I opened the gate silently and helped her to take the basket down from her head. After giving her usual tea and biscuits I told her today that I don’t need the mangoes. “See, our uncle sent a sack full of mangoes from his farm last week, it is still enough for a month, today you should excuse me.” A lie partly, though he did send mangoes, they were almost finished except for two. I went inside and showed them as a proof. She sat there silently with a sad smile. Today somehow her expressive sadness didn’t help, unlike before when even in her smiling face I used to see the wetness of tears. I went inside and got a hundred rupee note and gave her. “Take an auto and go home. It is too far for you to walk back home now carrying this weight.” I didn’t waste time, waved an auto to stop, and she silently sat inside it. After locking the gate I saw that it was almost 7 p.m.

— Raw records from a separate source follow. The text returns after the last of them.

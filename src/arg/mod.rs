pub mod arg_extractor;
pub mod arg_matcher;
pub mod arg_parse_strategy;
pub mod arg_parser;
pub mod args;
#[cfg(test)]
mod tests;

Sitting by the side of the bed I fell back, keeping my legs down. I stretched my hands back as if to open my chest to suck a lot of cool air in.

 

Evenings, there were so many trains passing by. All start with full compartments and one could see the passengers filling the door areas, through the gaps in the bathroom window panes. Under the shower, in the silence of the bathroom, I felt the water licking each of my pores. How long I spent feeling lost in it! Anna Akhmatova had gone, long back. She is at peace now. Here stands another woman who is numb knowing not what hit her throat in this so-called life of hers – I thought. The tears disappeared into the water. Slowly I started to weep, tears suppressed for so long, until I felt the throat sore and jaws burning. All alone in this house. I could have done it outside too. But something stopped me always. I wanted the water takes my tears down the drain. Elders used to say in the old days girls’ tears and water-drops from their wet hair should not touch the house’s floor. It will become a curse to the house. But none said that tears which are redirected inwardly and the pain it causes congesting the chest is a curse for anything/anyone. Well, the woman is under a separate law always. Some parts of hers are visible, while some others are not.

 

When the night grew, after all slept, I sat on the sofa like an empty earthen pot, upside down, placed on the stone wall of a washing area after its use. Sleep was never a good ally to me. It comes and goes at its will. At times we fight when it comes in odd times or when it leaves in time of need. Nothing is bound to anything in this world, neither in each other’s need nor in each other’s feelings, and everything just carries on in a monotonous way around me.  I can’t just blame anyone for my lonely life. None is born to give company to anyone eternally, neither husband nor kids. All leave when they have to. Some leave never to return, even in the rarest dream. That is the way of this world.

After two years …

“Standing on this stage, dear friends, in front of such a huge audience, I feel my knees trembling. Because I myself have not heard my own voice for a long time and now it has become a stranger to me. In this era of technology, not the sound of words but the images of words reach the other. And they have lost their voice, the emotion in such a voice and also the rhythm. You can hear them in synthesized voices, lifeless, using technologies but not that from a human throat. Which trembles in pain and joy … which opens and contracts in emotions.  And this world has become bereft of any feelings and emotions towards beauty and beast altogether. It has forgotten its freedom to cry and laugh at its will, like a child. But I must thank you for reading my words and that you brought me here to talk to you. I have nothing more to speak than what you already heard/read. Even if there is something … let it be … because that is more beautiful for it to be so, than said.”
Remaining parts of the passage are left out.